• **Brief**:
Copy every line of the records that includes the word "matches".

• **Material for the task**:
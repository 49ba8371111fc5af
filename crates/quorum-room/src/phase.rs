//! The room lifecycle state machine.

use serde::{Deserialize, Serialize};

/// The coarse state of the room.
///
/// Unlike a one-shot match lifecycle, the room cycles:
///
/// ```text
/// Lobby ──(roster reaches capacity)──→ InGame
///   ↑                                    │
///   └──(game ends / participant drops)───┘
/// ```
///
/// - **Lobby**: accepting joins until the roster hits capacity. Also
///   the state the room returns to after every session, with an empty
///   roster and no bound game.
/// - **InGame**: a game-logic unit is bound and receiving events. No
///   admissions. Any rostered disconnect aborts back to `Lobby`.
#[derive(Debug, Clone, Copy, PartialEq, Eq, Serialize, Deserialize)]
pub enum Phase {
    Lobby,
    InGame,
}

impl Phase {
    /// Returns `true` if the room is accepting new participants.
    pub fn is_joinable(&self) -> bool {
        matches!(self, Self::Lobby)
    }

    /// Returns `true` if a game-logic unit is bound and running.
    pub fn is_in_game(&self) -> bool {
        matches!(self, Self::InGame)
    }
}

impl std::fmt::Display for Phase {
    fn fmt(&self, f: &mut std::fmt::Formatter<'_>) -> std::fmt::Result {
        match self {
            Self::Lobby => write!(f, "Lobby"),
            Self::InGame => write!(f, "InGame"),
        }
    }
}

...

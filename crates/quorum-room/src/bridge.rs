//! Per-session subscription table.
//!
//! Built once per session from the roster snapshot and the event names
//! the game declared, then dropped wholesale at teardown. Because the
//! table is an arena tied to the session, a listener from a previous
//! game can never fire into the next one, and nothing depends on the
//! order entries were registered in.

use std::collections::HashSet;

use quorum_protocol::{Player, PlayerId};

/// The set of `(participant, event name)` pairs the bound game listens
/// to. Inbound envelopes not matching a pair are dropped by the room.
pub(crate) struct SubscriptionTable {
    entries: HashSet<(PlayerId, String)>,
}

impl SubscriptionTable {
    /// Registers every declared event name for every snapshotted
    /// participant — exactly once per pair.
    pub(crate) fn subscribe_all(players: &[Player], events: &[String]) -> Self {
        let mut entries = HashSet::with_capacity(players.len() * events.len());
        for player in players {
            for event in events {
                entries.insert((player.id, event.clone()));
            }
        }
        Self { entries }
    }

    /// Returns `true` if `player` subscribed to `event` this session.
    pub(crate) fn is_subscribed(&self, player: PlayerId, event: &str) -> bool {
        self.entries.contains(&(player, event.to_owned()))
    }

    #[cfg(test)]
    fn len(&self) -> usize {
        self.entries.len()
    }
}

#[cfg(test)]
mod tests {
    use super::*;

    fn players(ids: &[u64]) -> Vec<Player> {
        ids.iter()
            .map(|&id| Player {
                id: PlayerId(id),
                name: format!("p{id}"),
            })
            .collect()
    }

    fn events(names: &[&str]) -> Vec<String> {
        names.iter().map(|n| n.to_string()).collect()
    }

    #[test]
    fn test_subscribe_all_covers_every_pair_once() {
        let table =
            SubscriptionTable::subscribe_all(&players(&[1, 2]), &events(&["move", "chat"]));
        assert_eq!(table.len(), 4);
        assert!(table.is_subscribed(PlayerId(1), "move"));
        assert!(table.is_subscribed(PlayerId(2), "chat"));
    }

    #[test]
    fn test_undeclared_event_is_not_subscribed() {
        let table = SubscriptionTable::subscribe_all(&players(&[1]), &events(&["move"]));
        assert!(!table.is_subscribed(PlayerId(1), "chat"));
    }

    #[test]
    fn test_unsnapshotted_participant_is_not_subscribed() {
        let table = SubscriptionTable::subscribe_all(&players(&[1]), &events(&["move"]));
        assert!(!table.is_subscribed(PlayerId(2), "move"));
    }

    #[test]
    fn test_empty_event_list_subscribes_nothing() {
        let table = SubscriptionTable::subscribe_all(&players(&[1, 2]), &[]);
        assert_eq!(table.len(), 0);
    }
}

• **Written answer**:
        matches!(self, Self::Lobby)
        matches!(self, Self::InGame)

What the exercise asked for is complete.